Assumptions will collectively shape the Cash Flow Forecast.
5. Cash Flow Forecast
Depending on the version of QuickBooks used, there may be built-in tools available (eg. QuickBooks Online Cash Flow Planner can predict cash flow over the next 30 to 90 days) to forecast cash flow.
But even if you don’t have a subscription to QuickBooks that includes such a tool, projections can still be calculated in Excel. This is typically structured as a 13-week rolling cash flow forecast or a twelve-month report showing the current year Actual and Forecasted results. In fact, our accountants recommend exporting data to Excel for the cash flow forecast for its flexibility to fit the specific cash flow method.
For example, some companies might want to track all cash flow in one bucket, while others may want to break this out by customer or supplier.
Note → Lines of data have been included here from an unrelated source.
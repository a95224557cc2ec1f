//! Engine module containing field arrays and operations on them

pub mod array;
pub mod operations;

pub use array::{Complex64, FieldArray, VectorField};
pub use operations::*;
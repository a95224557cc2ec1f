//! Dispersive materials
//!
//! A material is a static permittivity/permeability plus a sum of Lorentzian
//! poles, placed on the grid by a membership function returning a weight in
//! `[0, 1]` for each position. The susceptibility of one pole is
//!
//! ```text
//! χ(ω) = σ / (ω0² − ω² − iγω)
//! ```
//!
//! with `σ` the oscillator strength in rad²/s². A Drude pole has `ω0 = 0`.

use crate::engine::array::Complex64;
use crate::error::{Error, Result};
use serde::{Deserialize, Serialize};
use std::f64::consts::PI;
use std::fmt;
use std::sync::Arc;
use tracing::warn;

/// Spatial membership: position (m) to weight in `[0, 1]`
pub type Membership = Arc<dyn Fn([f64; 3]) -> f64 + Send + Sync>;

/// Largest relative change of a pole's susceptibility at the cutoff that
/// folding it into the static permittivity may cause
pub const MAX_CLIP_DEVIATION: f64 = 0.25;

/// One damped-oscillator term of the susceptibility
#[derive(Debug, Clone, Copy, PartialEq, Serialize, Deserialize)]
pub struct LorentzPole {
    /// Oscillator strength (rad²/s²)
    pub sigma: f64,
    /// Resonance angular frequency (rad/s)
    pub omega0: f64,
    /// Damping rate (rad/s)
    pub gamma: f64,
}

impl LorentzPole {
    pub fn new(sigma: f64, omega0: f64, gamma: f64) -> Self {
        Self {
            sigma,
            omega0,
            gamma,
        }
    }

    /// Lorentz oscillator adding `delta_epsilon` to the static permittivity
    pub fn lorentz(delta_epsilon: f64, omega0: f64, gamma: f64) -> Self {
        Self::new(delta_epsilon * omega0 * omega0, omega0, gamma)
    }

    /// Drude free-electron term with plasma frequency `omega_p`
    pub fn drude(omega_p: f64, gamma: f64) -> Self {
        Self::new(omega_p * omega_p, 0.0, gamma)
    }

    /// Susceptibility at angular frequency `omega`
    pub fn susceptibility(&self, omega: f64) -> Complex64 {
        let denom = Complex64::new(self.omega0 * self.omega0 - omega * omega, -self.gamma * omega);
        Complex64::new(self.sigma, 0.0) / denom
    }

    /// Zero-frequency susceptibility `σ/ω0²`; `None` for a Drude pole
    pub fn static_susceptibility(&self) -> Option<f64> {
        (self.omega0 > 0.0).then(|| self.sigma / (self.omega0 * self.omega0))
    }

    /// The same pole with its strength scaled by a fill weight
    pub fn scaled(&self, weight: f64) -> Self {
        Self {
            sigma: self.sigma * weight,
            ..*self
        }
    }
}

/// A material placed on the grid
#[derive(Clone)]
pub struct Material {
    pub name: String,
    /// High-frequency relative permittivity ε∞
    pub epsilon: f64,
    /// Relative permeability
    pub mu: f64,
    pub poles: Vec<LorentzPole>,
    membership: Membership,
}

impl fmt::Debug for Material {
    fn fmt(&self, f: &mut fmt::Formatter<'_>) -> fmt::Result {
        f.debug_struct("Material")
            .field("name", &self.name)
            .field("epsilon", &self.epsilon)
            .field("mu", &self.mu)
            .field("poles", &self.poles)
            .finish_non_exhaustive()
    }
}

impl Material {
    /// A non-dispersive material filling the whole grid
    pub fn new(name: impl Into<String>, epsilon: f64) -> Self {
        Self {
            name: name.into(),
            epsilon,
            mu: 1.0,
            poles: Vec::new(),
            membership: Arc::new(|_| 1.0),
        }
    }

    pub fn with_mu(mut self, mu: f64) -> Self {
        self.mu = mu;
        self
    }

    pub fn with_pole(mut self, pole: LorentzPole) -> Self {
        self.poles.push(pole);
        self
    }

    pub fn with_poles(mut self, poles: impl IntoIterator<Item = LorentzPole>) -> Self {
        self.poles.extend(poles);
        self
    }

    /// Restrict the material to where `membership` is nonzero
    pub fn with_membership<F>(mut self, membership: F) -> Self
    where
        F: Fn([f64; 3]) -> f64 + Send + Sync + 'static,
    {
        self.membership = Arc::new(membership);
        self
    }

    /// Fill weight at `position`, clamped to `[0, 1]`
    pub fn weight(&self, position: [f64; 3]) -> f64 {
        let w = (self.membership)(position);
        if w.is_finite() {
            w.clamp(0.0, 1.0)
        } else {
            0.0
        }
    }

    pub fn is_dispersive(&self) -> bool {
        self.poles.iter().any(|p| p.sigma != 0.0)
    }

    /// Complex relative permittivity at angular frequency `omega`
    pub fn permittivity(&self, omega: f64) -> Complex64 {
        self.poles
            .iter()
            .fold(Complex64::new(self.epsilon, 0.0), |acc, p| {
                acc + p.susceptibility(omega)
            })
    }
}

/// A pole changed by [`fix_stability`]
#[derive(Debug, Clone, PartialEq)]
pub struct AlteredPole {
    /// Position of the pole in the material's original list
    pub index: usize,
    pub omega0: f64,
    /// Static permittivity moved into ε∞
    pub folded_epsilon: f64,
}

/// Outcome of the stability pass on one material
#[derive(Debug, Clone, PartialEq)]
pub struct StabilityReport {
    pub material: String,
    /// Cutoff angular frequency (rad/s)
    pub cutoff: f64,
    pub altered: Vec<AlteredPole>,
}

impl StabilityReport {
    pub fn altered_count(&self) -> usize {
        self.altered.len()
    }
}

/// Highest pole resonance the time stepper accepts: half the Nyquist frequency
pub fn stability_cutoff(dt: f64) -> f64 {
    PI / (2.0 * dt)
}

/// Make a material's poles safe for time step `dt`
///
/// Poles resonating at or below [`stability_cutoff`] are kept as they are.
/// A pole above it cannot be resolved by the grid; it is removed and its
/// static susceptibility added to ε∞, which keeps the low-frequency response.
/// When that substitution changes the pole's susceptibility at the cutoff by
/// more than [`MAX_CLIP_DEVIATION`] the material is rejected and left
/// untouched.
pub fn fix_stability(material: &mut Material, dt: f64) -> Result<StabilityReport> {
    if !(dt.is_finite() && dt > 0.0) {
        return Err(Error::Configuration(format!("invalid time step {dt}")));
    }
    let cutoff = stability_cutoff(dt);

    let mut altered = Vec::new();
    for (index, pole) in material.poles.iter().enumerate() {
        if pole.omega0 <= cutoff {
            continue;
        }
        let exact = pole.susceptibility(cutoff);
        let folded = pole.static_susceptibility().unwrap_or(0.0);
        let deviation = (exact - folded).norm() / exact.norm().max(f64::MIN_POSITIVE);
        if deviation > MAX_CLIP_DEVIATION {
            return Err(Error::Stability {
                material: material.name.clone(),
                reason: format!(
                    "pole {index} at {:.4e} Hz is above the cutoff {:.4e} Hz but too close to \
                     fold into the static permittivity ({:.0}% change at cutoff); \
                     use a finer resolution",
                    pole.omega0 / (2.0 * PI),
                    cutoff / (2.0 * PI),
                    100.0 * deviation
                ),
            });
        }
        altered.push(AlteredPole {
            index,
            omega0: pole.omega0,
            folded_epsilon: folded,
        });
    }

    for a in altered.iter().rev() {
        material.poles.remove(a.index);
        material.epsilon += a.folded_epsilon;
        warn!(
            "material '{}': pole {} at {:.4e} Hz above cutoff {:.4e} Hz folded into epsilon (+{:.4})",
            material.name,
            a.index,
            a.omega0 / (2.0 * PI),
            cutoff / (2.0 * PI),
            a.folded_epsilon
        );
    }

    Ok(StabilityReport {
        material: material.name.clone(),
        cutoff,
        altered,
    })
}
The business model and type could also determine whether a shorter or longer term cash flow forecast (other than the 13-week rolling) might be needed.
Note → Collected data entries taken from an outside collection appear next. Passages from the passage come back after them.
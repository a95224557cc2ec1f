//! Yee grid geometry and field storage
//!
//! The grid is a cubic-cell Cartesian lattice centred on the origin. Field
//! components follow the Yee staggering: each electric component sits half a
//! cell along its own axis, each magnetic component half a cell along the two
//! other axes. D shares E's positions and B shares H's.

use crate::engine::array::{Complex64, FieldArray, VectorField};
use crate::error::{Error, Result};
use serde::{Deserialize, Serialize};
use std::fmt;

/// Speed of light in vacuum (m/s)
pub const SPEED_OF_LIGHT: f64 = 299_792_458.0;

/// Largest Courant number for which the 3D leapfrog scheme is stable
pub const MAX_COURANT: f64 = 0.577_350_269_189_625_8; // 1/sqrt(3)

/// Cartesian axis
#[derive(Debug, Clone, Copy, PartialEq, Eq, Hash, Serialize, Deserialize)]
pub enum Direction {
    X,
    Y,
    Z,
}

impl Direction {
    pub const ALL: [Direction; 3] = [Direction::X, Direction::Y, Direction::Z];

    /// Array axis index (0, 1, 2)
    pub fn index(self) -> usize {
        match self {
            Direction::X => 0,
            Direction::Y => 1,
            Direction::Z => 2,
        }
    }
}

/// Electric or magnetic field family
#[derive(Debug, Clone, Copy, PartialEq, Eq)]
pub enum FieldKind {
    Electric,
    Magnetic,
}

/// A single field component of the Yee cell
#[derive(Debug, Clone, Copy, PartialEq, Eq, Hash, Serialize, Deserialize)]
pub enum Component {
    Ex,
    Ey,
    Ez,
    Hx,
    Hy,
    Hz,
}

impl Component {
    pub fn electric(direction: Direction) -> Self {
        match direction {
            Direction::X => Component::Ex,
            Direction::Y => Component::Ey,
            Direction::Z => Component::Ez,
        }
    }

    pub fn magnetic(direction: Direction) -> Self {
        match direction {
            Direction::X => Component::Hx,
            Direction::Y => Component::Hy,
            Direction::Z => Component::Hz,
        }
    }

    pub fn direction(self) -> Direction {
        match self {
            Component::Ex | Component::Hx => Direction::X,
            Component::Ey | Component::Hy => Direction::Y,
            Component::Ez | Component::Hz => Direction::Z,
        }
    }

    pub fn kind(self) -> FieldKind {
        match self {
            Component::Ex | Component::Ey | Component::Ez => FieldKind::Electric,
            Component::Hx | Component::Hy | Component::Hz => FieldKind::Magnetic,
        }
    }

    pub fn is_electric(self) -> bool {
        self.kind() == FieldKind::Electric
    }

    /// Staggered offset of this component inside the cell, in units of cells
    pub fn offset(self) -> [f64; 3] {
        let axis = self.direction().index();
        let mut offset = match self.kind() {
            FieldKind::Electric => [0.0; 3],
            FieldKind::Magnetic => [0.5; 3],
        };
        offset[axis] = match self.kind() {
            FieldKind::Electric => 0.5,
            FieldKind::Magnetic => 0.0,
        };
        offset
    }

    pub fn name(self) -> &'static str {
        match self {
            Component::Ex => "Ex",
            Component::Ey => "Ey",
            Component::Ez => "Ez",
            Component::Hx => "Hx",
            Component::Hy => "Hy",
            Component::Hz => "Hz",
        }
    }
}

impl fmt::Display for Component {
    fn fmt(&self, f: &mut fmt::Formatter<'_>) -> fmt::Result {
        f.write_str(self.name())
    }
}

/// Structured Cartesian grid with cubic cells
#[derive(Debug, Clone, PartialEq)]
pub struct Grid {
    /// Interior cells per axis
    pub cells: [usize; 3],
    /// Cell edge length (m)
    pub resolution: f64,
}

impl Grid {
    /// Create a grid covering `size` (m) with cells of edge `resolution`
    ///
    /// Each axis gets `round(size / resolution)` cells, at least one.
    pub fn new(size: [f64; 3], resolution: f64) -> Result<Self> {
        if !(resolution.is_finite() && resolution > 0.0) {
            return Err(Error::Configuration(format!(
                "resolution must be positive, got {resolution}"
            )));
        }
        let mut cells = [1usize; 3];
        for (axis, &length) in size.iter().enumerate() {
            if !(length.is_finite() && length > 0.0) {
                return Err(Error::Configuration(format!(
                    "size along axis {axis} must be positive, got {length}"
                )));
            }
            cells[axis] = ((length / resolution).round() as usize).max(1);
        }
        Ok(Self { cells, resolution })
    }

    /// Create a grid from explicit cell counts
    pub fn from_cells(cells: [usize; 3], resolution: f64) -> Result<Self> {
        if cells.iter().any(|&n| n == 0) {
            return Err(Error::Configuration(format!(
                "every axis needs at least one cell, got {cells:?}"
            )));
        }
        let size = [
            cells[0] as f64 * resolution,
            cells[1] as f64 * resolution,
            cells[2] as f64 * resolution,
        ];
        let grid = Self::new(size, resolution)?;
        Ok(Self { cells, ..grid })
    }

    /// Physical length of an axis (m)
    pub fn length(&self, axis: usize) -> f64 {
        self.cells[axis] as f64 * self.resolution
    }

    pub fn size(&self) -> [f64; 3] {
        [self.length(0), self.length(1), self.length(2)]
    }

    /// Coordinate of array index `index` along `axis` for a node with the given offset
    pub fn coordinate(&self, axis: usize, index: usize, offset: f64) -> f64 {
        -0.5 * self.length(axis) + (index as f64 - 1.0 + offset) * self.resolution
    }

    /// Physical position of a component's node at array index `index`
    pub fn position(&self, component: Component, index: [usize; 3]) -> [f64; 3] {
        let offset = component.offset();
        [
            self.coordinate(0, index[0], offset[0]),
            self.coordinate(1, index[1], offset[1]),
            self.coordinate(2, index[2], offset[2]),
        ]
    }

    /// Array index of the component's node nearest to `position`, clamped to the interior
    pub fn nearest_index(&self, component: Component, position: [f64; 3]) -> [usize; 3] {
        let offset = component.offset();
        let mut index = [1usize; 3];
        for axis in 0..3 {
            let cell =
                (position[axis] + 0.5 * self.length(axis)) / self.resolution - offset[axis];
            let i = cell.round().max(0.0) as usize + 1;
            index[axis] = i.min(self.cells[axis]);
        }
        index
    }

    /// Time step for a Courant number `courant`: dt = courant * Δ / c
    pub fn time_step(&self, courant: f64) -> Result<f64> {
        if !(courant > 0.0 && courant <= MAX_COURANT) {
            return Err(Error::Configuration(format!(
                "Courant number must lie in (0, {MAX_COURANT:.4}], got {courant}"
            )));
        }
        Ok(courant * self.resolution / SPEED_OF_LIGHT)
    }
}

/// Electric and magnetic fields of the Yee grid
#[derive(Debug, Clone)]
pub struct ElectromagneticFields {
    pub e: VectorField,
    pub d: VectorField,
    pub h: VectorField,
    pub b: VectorField,
}

impl ElectromagneticFields {
    pub fn zeros(cells: [usize; 3]) -> Self {
        Self {
            e: VectorField::zeros(cells),
            d: VectorField::zeros(cells),
            h: VectorField::zeros(cells),
            b: VectorField::zeros(cells),
        }
    }

    /// Array holding `component` (E for electric, H for magnetic)
    pub fn array(&self, component: Component) -> &FieldArray {
        let axis = component.direction().index();
        match component.kind() {
            FieldKind::Electric => self.e.component(axis),
            FieldKind::Magnetic => self.h.component(axis),
        }
    }

    /// Value of `component` at the grid node nearest to `position`
    pub fn get_field(&self, grid: &Grid, component: Component, position: [f64; 3]) -> Complex64 {
        let [i, j, k] = grid.nearest_index(component, position);
        self.array(component).data[[i, j, k]]
    }
}

#[cfg(test)]
mod tests {
    use super::*;
    use approx::assert_relative_eq;

    #[test]
    fn test_grid_cell_counts() {
        let grid = Grid::new([1.0e-6, 0.4e-6, 0.04e-6], 0.1e-6).unwrap();
        assert_eq!(grid.cells, [10, 4, 1]);
        assert_relative_eq!(grid.length(0), 1.0e-6, max_relative = 1e-12);
    }

    #[test]
    fn test_invalid_grid() {
        assert!(Grid::new([1.0, 1.0, 1.0], 0.0).is_err());
        assert!(Grid::new([1.0, -1.0, 1.0], 0.1).is_err());
        assert!(Grid::from_cells([0, 1, 1], 0.1).is_err());
    }

    #[test]
    fn test_yee_offsets() {
        assert_eq!(Component::Ex.offset(), [0.5, 0.0, 0.0]);
        assert_eq!(Component::Ez.offset(), [0.0, 0.0, 0.5]);
        assert_eq!(Component::Hx.offset(), [0.0, 0.5, 0.5]);
        assert_eq!(Component::Hz.offset(), [0.5, 0.5, 0.0]);
    }

    #[test]
    fn test_position_is_centred() {
        let grid = Grid::from_cells([4, 4, 4], 1.0).unwrap();
        let p = grid.position(Component::Ex, [1, 1, 1]);
        assert_relative_eq!(p[0], -1.5);
        assert_relative_eq!(p[1], -2.0);
        assert_relative_eq!(p[2], -2.0);
    }

    #[test]
    fn test_nearest_index_round_trip() {
        let grid = Grid::from_cells([5, 3, 2], 0.5).unwrap();
        for component in [Component::Ey, Component::Hz] {
            for i in 1..=5 {
                for j in 1..=3 {
                    for k in 1..=2 {
                        let p = grid.position(component, [i, j, k]);
                        assert_eq!(grid.nearest_index(component, p), [i, j, k]);
                    }
                }
            }
        }
        // far outside the grid clamps to the interior
        assert_eq!(
            grid.nearest_index(Component::Ex, [100.0, -100.0, 0.0]),
            [5, 1, 2]
        );
    }

    #[test]
    fn test_courant_limits() {
        let grid = Grid::from_cells([2, 2, 2], 1e-6).unwrap();
        let dt = grid.time_step(0.5).unwrap();
        assert_relative_eq!(dt, 0.5e-6 / SPEED_OF_LIGHT, max_relative = 1e-12);
        assert!(grid.time_step(0.0).is_err());
        assert!(grid.time_step(0.6).is_err());
    }

    #[test]
    fn test_get_field_reads_nearest_node() {
        let grid = Grid::from_cells([3, 3, 3], 1.0).unwrap();
        let mut fields = ElectromagneticFields::zeros(grid.cells);
        fields.h.y.data[[2, 3, 1]] = Complex64::new(1.0, -1.0);
        let p = grid.position(Component::Hy, [2, 3, 1]);
        let shifted = [p[0] + 0.2, p[1] - 0.3, p[2] + 0.1];
        assert_eq!(
            fields.get_field(&grid, Component::Hy, shifted),
            Complex64::new(1.0, -1.0)
        );
    }
}
//! BLAS-like operations on vector fields
//!
//! These are the building blocks of the Krylov solver. They act on whole
//! arrays (halo included) and run in parallel through ndarray's rayon support.

use crate::engine::array::{Complex64, VectorField};
use ndarray::Zip;

/// In-place update: y += alpha * x
pub fn axpy(alpha: Complex64, x: &VectorField, y: &mut VectorField) {
    for (y, x) in y.components_mut().into_iter().zip(x.components()) {
        Zip::from(&mut y.data)
            .and(&x.data)
            .par_for_each(|y_val, &x_val| *y_val += alpha * x_val);
    }
}

/// In-place scaling: x *= alpha
pub fn scale(alpha: Complex64, x: &mut VectorField) {
    for c in x.components_mut() {
        c.data.par_mapv_inplace(|v| alpha * v);
    }
}

/// Copy data from one field to another
pub fn copy(source: &VectorField, dest: &mut VectorField) {
    for (d, s) in dest.components_mut().into_iter().zip(source.components()) {
        d.data.assign(&s.data);
    }
}

/// Conjugated inner product `<a, b>` over the interior
pub fn dot(a: &VectorField, b: &VectorField) -> Complex64 {
    a.inner_product(b)
}

/// 2-norm over the interior
pub fn norm(a: &VectorField) -> f64 {
    a.norm_squared().sqrt()
}

#[cfg(test)]
mod tests {
    use super::*;
    use approx::assert_abs_diff_eq;

    fn filled(value: Complex64) -> VectorField {
        let mut v = VectorField::zeros([2, 2, 2]);
        for c in v.components_mut() {
            c.fill(value);
        }
        v
    }

    #[test]
    fn test_axpy_and_scale() {
        let x = filled(Complex64::new(1.0, 1.0));
        let mut y = filled(Complex64::new(1.0, 0.0));
        axpy(Complex64::new(0.0, 1.0), &x, &mut y);
        // 1 + i(1 + i) = i
        assert_eq!(y.x.data[[2, 1, 2]], Complex64::new(0.0, 1.0));

        scale(Complex64::new(2.0, 0.0), &mut y);
        assert_eq!(y.x.data[[2, 1, 2]], Complex64::new(0.0, 2.0));
    }

    #[test]
    fn test_dot_and_norm() {
        let a = filled(Complex64::new(1.0, 0.0));
        // 3 components * 8 interior cells
        assert_abs_diff_eq!(dot(&a, &a).re, 24.0, epsilon = 1e-12);
        assert_abs_diff_eq!(norm(&a), 24f64.sqrt(), epsilon = 1e-12);
    }
}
Instead of using the GAAP approved Statement of Cash Flow, Lucrum has created our own cash flow reporting format that we call a Sources and Uses report. We like it more because it follows with how most of our business owner clients think of their cash: “what did I start with, what did I do this month, and where did I end up?” Our report breaks down all activity into three buckets:
- Operating Activities: This section tracks cash directly related to core business operations. Includes inflows like customer payments and outflows like inventory purchases, salaries or rent.
- Financing Activities: This section summarizes cash movement linked to borrowing money (loan draws, line of credit, credit card activity).
- Owner Activities: This section looks at cash transactions related to owner and shareholder activity. It includes investments by the owner or withdrawals from the business. It also includes owner salaries. It provides insight into how owner-related transactions may be affecting the company’s cash flow.
Combining all the above financial data allows businesses to arrive at Cash Flow Forecasting. Here’s how each contributes:
Cash Flow Report:
Whether the official accounting industry Statement of Cash Flow, Lucrum’s own Sources & Uses report, or one of your own creation, use historical data from your cash flow statement as a starting point for estimating future receipts and payments.
P&L Statement:
While not directly showing cash flow, the P&L provides valuable insights for your forecast. Look at revenue lines to estimate future cash inflows. However, remember that some expenses like depreciation don’t affect cash flow, so adjustments are needed.
Budget:
Your budget acts as a roadmap for planned expenses and income. Forecast cash inflows based on budgeted sales and collections, and cash outflows based on planned operational costs, investments, and debt repayments.
Assumptions:
These are crucial data points that will be directly used in your forecast. Use realistic assumptions about factors like future sales growth, collection periods, payment terms, and planned investments. Consider various scenarios with different assumptions to test the sensitivity of your forecast.
In Conclusion
Remember, your cash flow forecast should be flexible and adaptable. Regularly review it as circumstances change. Data consistency is also key. Ensure data from all sources (budgets, statements, historical records) is aligned and comparable.